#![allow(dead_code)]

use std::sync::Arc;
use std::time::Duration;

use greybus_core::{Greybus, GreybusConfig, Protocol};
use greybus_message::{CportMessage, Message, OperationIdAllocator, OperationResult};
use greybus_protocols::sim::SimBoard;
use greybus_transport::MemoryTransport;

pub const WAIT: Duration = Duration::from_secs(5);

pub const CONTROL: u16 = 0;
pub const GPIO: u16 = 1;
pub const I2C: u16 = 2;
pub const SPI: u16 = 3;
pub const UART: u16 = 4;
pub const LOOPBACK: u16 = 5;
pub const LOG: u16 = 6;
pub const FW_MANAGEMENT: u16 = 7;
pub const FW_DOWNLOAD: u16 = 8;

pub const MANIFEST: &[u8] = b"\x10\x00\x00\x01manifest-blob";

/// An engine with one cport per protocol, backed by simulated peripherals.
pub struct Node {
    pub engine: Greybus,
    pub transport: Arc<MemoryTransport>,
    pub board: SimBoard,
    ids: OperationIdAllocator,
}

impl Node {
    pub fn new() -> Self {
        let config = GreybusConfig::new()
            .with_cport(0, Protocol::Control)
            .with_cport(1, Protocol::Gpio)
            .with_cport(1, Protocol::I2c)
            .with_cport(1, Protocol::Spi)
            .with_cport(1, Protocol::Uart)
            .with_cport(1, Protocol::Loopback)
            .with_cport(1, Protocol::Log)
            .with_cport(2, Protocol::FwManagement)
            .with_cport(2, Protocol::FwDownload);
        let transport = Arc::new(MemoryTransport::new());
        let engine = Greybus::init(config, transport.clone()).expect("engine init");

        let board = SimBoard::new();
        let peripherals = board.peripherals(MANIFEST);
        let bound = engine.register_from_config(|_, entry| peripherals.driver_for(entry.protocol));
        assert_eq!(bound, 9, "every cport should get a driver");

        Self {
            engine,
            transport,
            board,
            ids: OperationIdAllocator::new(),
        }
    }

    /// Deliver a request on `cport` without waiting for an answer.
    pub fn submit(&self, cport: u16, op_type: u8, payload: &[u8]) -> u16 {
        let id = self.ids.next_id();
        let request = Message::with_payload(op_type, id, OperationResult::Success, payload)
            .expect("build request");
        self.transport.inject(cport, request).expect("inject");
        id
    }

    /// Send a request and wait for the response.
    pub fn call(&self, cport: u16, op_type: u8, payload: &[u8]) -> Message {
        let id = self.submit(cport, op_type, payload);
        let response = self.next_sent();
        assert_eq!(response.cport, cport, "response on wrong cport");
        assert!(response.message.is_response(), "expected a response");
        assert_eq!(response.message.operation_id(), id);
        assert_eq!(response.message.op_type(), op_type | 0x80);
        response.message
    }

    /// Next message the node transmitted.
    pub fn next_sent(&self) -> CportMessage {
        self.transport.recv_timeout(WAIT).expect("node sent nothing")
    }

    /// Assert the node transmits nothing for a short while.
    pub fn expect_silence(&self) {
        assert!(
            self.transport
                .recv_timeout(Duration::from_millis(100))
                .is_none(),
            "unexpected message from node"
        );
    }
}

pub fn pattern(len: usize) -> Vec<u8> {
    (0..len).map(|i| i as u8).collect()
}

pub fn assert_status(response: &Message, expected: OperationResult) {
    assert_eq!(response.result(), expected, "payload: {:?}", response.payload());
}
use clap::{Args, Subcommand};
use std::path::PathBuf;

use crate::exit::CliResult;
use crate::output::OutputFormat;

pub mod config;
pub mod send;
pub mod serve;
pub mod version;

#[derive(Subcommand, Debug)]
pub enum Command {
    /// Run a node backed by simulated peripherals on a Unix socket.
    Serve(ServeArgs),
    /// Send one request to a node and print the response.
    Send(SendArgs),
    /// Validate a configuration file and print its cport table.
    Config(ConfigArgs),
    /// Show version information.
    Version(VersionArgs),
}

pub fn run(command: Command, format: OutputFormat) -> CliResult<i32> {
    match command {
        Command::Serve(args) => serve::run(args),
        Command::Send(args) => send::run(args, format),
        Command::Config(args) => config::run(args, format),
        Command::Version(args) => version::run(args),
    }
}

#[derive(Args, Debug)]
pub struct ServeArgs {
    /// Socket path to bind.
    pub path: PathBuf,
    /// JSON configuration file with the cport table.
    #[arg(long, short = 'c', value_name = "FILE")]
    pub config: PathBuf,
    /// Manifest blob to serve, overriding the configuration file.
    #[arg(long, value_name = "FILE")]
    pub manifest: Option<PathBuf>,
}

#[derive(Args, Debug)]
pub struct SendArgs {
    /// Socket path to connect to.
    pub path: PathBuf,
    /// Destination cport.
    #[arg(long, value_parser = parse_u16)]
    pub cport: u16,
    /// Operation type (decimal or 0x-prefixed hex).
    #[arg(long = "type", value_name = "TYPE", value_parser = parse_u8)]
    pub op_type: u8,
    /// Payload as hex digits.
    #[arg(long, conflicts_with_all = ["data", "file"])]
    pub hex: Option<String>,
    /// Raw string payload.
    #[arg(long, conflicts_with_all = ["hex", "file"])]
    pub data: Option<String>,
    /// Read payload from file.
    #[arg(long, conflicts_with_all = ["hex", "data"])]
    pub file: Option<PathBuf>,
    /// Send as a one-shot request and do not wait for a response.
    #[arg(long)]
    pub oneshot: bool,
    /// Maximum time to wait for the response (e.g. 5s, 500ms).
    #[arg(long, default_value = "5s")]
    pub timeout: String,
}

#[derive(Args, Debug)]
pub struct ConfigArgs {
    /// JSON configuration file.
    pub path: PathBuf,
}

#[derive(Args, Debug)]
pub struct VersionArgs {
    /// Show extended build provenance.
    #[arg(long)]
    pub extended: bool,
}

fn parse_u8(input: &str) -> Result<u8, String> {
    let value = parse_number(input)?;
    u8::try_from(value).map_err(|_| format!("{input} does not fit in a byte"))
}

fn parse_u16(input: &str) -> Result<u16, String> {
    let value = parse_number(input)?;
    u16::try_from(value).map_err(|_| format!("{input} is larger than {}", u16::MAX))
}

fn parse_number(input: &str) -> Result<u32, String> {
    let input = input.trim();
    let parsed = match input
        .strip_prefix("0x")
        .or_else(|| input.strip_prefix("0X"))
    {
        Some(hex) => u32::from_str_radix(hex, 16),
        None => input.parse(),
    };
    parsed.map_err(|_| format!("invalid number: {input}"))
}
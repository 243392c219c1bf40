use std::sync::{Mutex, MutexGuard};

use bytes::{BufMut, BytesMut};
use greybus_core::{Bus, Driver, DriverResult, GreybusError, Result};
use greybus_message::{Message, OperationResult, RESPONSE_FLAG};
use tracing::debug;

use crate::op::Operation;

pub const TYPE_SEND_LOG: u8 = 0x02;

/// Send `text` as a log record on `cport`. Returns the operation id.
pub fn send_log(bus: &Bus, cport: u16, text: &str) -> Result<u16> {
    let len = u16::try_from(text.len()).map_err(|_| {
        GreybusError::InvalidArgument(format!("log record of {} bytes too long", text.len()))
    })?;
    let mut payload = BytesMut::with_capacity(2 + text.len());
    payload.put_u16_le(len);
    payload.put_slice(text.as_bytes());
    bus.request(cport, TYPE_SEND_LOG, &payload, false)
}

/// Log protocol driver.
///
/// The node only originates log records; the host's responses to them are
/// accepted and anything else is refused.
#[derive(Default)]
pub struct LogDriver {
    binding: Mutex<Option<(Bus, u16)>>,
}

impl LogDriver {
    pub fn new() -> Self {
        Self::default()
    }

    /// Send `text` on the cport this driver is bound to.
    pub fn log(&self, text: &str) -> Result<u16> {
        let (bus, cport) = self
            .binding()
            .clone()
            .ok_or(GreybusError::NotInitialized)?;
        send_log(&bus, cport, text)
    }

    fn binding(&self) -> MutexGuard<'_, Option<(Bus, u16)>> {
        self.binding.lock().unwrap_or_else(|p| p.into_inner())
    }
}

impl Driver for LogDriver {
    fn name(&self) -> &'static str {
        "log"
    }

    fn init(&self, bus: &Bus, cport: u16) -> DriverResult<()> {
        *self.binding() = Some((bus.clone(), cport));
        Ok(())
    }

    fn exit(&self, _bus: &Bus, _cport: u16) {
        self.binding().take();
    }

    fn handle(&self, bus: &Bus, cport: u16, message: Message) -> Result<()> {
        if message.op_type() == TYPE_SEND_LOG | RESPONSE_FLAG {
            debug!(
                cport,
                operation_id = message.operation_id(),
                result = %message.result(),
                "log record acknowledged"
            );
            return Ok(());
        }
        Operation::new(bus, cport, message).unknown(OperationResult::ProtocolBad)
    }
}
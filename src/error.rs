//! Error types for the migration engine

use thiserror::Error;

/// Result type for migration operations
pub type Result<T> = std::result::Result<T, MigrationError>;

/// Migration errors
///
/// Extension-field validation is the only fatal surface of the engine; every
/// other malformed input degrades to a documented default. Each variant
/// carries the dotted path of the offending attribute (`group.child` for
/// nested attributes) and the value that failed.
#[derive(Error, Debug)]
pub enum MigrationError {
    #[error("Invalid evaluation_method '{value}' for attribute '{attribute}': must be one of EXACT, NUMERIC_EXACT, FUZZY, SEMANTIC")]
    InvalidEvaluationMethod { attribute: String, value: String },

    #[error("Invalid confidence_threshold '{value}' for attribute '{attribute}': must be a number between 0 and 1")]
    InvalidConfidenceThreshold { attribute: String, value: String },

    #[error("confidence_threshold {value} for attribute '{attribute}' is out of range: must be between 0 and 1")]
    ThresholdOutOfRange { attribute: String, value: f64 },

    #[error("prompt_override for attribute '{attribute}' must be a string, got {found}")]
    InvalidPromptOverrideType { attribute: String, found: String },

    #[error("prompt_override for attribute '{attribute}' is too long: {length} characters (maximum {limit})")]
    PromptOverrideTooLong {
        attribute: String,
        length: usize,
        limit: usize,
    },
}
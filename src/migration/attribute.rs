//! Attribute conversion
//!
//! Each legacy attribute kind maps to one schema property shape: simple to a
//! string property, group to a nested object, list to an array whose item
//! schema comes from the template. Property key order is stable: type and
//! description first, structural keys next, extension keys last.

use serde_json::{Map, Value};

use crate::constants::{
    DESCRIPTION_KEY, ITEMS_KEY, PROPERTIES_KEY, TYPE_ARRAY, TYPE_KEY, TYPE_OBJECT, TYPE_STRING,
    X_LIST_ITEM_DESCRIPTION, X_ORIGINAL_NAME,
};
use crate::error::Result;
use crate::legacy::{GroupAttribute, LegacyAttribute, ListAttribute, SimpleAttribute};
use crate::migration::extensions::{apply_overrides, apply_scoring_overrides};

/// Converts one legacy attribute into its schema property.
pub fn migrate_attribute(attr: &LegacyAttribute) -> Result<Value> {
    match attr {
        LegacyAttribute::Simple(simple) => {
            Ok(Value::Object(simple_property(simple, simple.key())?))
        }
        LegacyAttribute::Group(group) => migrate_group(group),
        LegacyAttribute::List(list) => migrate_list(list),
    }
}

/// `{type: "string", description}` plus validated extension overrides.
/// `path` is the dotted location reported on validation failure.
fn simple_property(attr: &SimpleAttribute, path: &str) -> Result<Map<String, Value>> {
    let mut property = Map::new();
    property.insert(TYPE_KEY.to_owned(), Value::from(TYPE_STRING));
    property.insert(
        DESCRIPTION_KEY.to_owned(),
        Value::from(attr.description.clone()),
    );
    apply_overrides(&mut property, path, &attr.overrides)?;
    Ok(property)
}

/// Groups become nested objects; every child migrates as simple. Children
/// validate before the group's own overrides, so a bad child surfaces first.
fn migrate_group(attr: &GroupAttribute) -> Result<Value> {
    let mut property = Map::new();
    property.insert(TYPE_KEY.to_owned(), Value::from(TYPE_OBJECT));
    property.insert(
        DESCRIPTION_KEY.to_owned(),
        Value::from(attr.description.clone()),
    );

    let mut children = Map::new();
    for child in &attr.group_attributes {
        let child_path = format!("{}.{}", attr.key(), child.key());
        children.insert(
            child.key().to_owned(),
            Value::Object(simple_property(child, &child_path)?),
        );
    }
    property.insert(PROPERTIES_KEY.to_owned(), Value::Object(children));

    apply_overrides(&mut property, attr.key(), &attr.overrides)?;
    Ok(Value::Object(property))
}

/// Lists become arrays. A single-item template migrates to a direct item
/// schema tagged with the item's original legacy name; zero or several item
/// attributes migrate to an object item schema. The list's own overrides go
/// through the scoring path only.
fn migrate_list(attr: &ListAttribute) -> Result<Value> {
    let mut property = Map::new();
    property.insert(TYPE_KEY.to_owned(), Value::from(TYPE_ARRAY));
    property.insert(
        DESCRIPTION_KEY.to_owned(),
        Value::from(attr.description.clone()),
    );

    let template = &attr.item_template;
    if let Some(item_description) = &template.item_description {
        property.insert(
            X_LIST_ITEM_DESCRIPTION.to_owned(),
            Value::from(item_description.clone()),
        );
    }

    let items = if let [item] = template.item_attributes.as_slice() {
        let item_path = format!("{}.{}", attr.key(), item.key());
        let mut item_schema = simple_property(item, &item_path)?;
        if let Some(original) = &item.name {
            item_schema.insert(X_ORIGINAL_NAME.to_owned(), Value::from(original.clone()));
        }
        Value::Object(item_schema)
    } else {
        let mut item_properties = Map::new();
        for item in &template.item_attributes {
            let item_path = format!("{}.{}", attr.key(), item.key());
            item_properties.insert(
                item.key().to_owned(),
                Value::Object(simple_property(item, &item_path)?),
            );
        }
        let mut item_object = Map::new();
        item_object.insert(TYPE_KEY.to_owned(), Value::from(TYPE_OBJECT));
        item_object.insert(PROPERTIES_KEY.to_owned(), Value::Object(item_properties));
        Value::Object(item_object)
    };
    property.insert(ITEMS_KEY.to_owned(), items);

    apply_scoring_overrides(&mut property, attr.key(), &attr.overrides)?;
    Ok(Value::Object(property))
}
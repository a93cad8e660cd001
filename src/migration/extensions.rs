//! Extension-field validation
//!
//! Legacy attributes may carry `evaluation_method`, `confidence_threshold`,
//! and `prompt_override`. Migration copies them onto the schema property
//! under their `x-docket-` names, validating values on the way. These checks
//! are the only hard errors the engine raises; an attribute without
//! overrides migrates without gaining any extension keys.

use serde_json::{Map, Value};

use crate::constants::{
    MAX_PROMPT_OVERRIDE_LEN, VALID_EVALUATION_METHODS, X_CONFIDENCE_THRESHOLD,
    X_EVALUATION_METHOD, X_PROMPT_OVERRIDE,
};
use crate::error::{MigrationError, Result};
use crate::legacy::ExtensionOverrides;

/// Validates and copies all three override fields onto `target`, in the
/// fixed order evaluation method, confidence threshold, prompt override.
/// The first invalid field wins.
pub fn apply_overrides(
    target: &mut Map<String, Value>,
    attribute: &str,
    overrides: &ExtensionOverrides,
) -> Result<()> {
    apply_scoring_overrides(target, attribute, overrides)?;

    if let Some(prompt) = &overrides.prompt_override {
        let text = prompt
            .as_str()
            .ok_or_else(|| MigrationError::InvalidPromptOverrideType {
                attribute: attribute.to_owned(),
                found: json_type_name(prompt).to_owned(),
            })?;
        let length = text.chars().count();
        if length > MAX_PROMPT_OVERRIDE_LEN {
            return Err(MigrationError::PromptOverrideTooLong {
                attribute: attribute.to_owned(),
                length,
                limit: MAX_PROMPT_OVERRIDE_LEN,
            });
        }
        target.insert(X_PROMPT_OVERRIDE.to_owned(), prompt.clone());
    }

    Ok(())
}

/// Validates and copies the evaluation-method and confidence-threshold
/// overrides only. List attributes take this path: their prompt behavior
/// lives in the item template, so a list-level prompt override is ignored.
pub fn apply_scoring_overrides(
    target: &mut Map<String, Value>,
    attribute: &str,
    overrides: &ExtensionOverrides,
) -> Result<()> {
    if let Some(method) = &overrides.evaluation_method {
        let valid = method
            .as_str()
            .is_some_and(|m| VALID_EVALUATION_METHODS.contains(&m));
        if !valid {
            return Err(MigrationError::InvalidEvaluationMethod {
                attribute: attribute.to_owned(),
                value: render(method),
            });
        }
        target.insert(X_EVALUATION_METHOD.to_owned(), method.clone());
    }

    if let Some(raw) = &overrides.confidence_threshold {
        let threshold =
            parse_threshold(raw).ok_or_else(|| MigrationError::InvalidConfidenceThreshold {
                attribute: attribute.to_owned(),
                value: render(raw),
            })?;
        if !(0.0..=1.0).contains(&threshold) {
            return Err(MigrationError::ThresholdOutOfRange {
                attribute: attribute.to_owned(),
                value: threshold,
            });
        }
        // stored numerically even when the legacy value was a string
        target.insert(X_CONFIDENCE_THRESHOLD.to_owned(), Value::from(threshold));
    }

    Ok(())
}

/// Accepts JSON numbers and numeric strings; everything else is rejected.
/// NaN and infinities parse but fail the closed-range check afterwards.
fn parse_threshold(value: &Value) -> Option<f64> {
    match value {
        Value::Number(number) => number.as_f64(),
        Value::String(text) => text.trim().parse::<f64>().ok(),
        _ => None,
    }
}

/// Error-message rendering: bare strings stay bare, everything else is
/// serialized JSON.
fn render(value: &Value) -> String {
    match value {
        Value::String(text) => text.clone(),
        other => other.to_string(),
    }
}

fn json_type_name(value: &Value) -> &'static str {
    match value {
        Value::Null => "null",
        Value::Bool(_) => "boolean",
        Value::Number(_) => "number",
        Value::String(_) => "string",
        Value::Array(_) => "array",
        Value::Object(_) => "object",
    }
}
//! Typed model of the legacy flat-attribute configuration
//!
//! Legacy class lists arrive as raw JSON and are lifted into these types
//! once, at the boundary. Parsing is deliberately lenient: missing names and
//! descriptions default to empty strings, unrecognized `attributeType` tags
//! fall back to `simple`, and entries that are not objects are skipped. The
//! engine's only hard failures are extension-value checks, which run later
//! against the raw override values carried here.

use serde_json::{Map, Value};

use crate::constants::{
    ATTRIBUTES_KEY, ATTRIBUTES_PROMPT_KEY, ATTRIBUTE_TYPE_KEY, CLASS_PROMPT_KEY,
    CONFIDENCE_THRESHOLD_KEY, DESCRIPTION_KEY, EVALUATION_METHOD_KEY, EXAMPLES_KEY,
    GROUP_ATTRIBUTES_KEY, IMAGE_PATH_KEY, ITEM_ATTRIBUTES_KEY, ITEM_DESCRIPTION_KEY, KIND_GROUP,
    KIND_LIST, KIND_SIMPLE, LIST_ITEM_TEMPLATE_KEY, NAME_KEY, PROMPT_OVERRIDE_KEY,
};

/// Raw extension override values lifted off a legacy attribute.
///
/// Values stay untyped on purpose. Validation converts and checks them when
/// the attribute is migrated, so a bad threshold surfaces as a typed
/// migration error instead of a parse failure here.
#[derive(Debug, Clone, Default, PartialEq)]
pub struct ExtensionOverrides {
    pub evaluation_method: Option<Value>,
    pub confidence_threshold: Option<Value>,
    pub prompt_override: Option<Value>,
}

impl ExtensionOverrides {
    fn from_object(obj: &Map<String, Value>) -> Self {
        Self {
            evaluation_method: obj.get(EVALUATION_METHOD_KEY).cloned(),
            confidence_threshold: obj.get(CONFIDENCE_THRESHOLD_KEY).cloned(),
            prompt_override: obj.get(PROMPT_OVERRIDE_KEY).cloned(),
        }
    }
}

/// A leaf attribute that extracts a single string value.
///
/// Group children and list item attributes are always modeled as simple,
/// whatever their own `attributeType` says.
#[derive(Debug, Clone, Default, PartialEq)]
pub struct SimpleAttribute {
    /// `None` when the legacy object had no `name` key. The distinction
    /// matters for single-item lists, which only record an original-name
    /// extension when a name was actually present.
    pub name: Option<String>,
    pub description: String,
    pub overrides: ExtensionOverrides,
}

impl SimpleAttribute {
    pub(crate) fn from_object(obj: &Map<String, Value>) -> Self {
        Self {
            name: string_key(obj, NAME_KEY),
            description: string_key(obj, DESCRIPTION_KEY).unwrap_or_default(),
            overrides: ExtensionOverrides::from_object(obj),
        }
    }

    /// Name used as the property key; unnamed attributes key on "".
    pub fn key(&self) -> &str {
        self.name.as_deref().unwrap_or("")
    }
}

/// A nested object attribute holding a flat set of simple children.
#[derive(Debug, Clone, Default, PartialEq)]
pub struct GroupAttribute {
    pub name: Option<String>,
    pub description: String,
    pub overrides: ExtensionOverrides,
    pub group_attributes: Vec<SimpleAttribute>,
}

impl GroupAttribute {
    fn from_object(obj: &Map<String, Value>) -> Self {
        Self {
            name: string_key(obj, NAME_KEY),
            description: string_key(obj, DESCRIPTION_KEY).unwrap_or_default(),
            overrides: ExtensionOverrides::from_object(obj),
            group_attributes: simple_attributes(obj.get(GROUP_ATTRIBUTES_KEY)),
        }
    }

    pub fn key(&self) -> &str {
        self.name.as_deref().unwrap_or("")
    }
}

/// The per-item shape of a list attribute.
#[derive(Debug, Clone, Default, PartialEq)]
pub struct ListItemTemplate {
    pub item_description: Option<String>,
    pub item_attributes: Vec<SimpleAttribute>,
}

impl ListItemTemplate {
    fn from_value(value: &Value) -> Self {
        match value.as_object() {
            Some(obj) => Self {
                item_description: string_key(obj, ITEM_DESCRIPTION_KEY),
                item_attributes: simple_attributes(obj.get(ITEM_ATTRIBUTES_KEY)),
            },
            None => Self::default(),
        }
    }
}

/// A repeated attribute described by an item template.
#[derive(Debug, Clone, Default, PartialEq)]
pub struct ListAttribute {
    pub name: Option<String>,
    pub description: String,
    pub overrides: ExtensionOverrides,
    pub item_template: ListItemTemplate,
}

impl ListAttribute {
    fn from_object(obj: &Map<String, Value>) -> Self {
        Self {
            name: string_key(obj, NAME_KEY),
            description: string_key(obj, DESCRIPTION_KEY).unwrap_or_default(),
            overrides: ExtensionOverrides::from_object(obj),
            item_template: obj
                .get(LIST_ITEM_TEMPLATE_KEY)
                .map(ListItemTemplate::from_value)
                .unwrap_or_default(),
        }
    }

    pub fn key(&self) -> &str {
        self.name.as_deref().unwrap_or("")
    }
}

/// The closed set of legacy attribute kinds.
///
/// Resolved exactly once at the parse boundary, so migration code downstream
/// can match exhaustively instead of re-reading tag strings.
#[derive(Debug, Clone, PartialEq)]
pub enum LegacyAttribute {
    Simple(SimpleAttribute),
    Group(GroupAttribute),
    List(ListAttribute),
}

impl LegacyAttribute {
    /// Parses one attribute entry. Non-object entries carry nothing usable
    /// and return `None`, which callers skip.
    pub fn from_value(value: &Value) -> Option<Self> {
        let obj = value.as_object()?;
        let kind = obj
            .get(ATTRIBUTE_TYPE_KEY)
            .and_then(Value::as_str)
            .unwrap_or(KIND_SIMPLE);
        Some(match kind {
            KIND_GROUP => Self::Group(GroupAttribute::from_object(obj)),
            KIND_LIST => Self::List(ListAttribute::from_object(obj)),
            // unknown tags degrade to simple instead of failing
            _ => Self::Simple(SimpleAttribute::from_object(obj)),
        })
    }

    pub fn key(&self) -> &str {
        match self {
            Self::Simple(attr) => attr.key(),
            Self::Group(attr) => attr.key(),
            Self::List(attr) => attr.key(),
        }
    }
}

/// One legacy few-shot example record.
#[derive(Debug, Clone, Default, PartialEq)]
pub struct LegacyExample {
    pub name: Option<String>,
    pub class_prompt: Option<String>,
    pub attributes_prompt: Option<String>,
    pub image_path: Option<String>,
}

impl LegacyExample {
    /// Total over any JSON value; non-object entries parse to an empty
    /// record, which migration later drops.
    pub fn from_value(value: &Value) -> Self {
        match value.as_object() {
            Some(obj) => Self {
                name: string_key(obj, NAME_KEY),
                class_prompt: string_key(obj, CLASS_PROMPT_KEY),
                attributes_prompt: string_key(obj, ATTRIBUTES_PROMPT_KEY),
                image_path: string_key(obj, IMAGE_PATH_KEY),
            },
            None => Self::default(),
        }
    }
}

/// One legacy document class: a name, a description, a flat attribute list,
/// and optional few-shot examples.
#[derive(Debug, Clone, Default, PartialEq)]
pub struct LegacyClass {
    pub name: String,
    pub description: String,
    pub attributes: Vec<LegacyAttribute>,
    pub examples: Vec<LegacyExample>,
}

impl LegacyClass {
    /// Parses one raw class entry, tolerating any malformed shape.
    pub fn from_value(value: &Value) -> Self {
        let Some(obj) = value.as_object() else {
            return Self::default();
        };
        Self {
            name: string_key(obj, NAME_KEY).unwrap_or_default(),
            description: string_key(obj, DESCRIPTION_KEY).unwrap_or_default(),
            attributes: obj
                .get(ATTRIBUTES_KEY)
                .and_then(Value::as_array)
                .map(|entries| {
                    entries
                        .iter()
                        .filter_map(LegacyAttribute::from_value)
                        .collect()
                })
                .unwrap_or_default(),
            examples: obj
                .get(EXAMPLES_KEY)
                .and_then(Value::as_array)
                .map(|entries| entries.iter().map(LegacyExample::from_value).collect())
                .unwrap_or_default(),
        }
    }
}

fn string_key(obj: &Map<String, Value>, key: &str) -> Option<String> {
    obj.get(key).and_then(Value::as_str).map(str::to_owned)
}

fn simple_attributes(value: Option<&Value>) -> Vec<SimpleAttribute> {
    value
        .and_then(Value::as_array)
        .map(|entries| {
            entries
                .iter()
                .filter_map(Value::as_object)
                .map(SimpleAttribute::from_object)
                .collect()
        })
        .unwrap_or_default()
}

=-=-=-=-=

■ **WHAT NEEDS TO BE DONE**: Each line of the entries above that contains "carry" must be copied into the answer.

■ **ANSWER FOR THE TASK**:
//! Legacy attributes may carry `evaluation_method`, `confidence_threshold`,
    /// Parses one attribute entry. Non-object entries carry nothing usable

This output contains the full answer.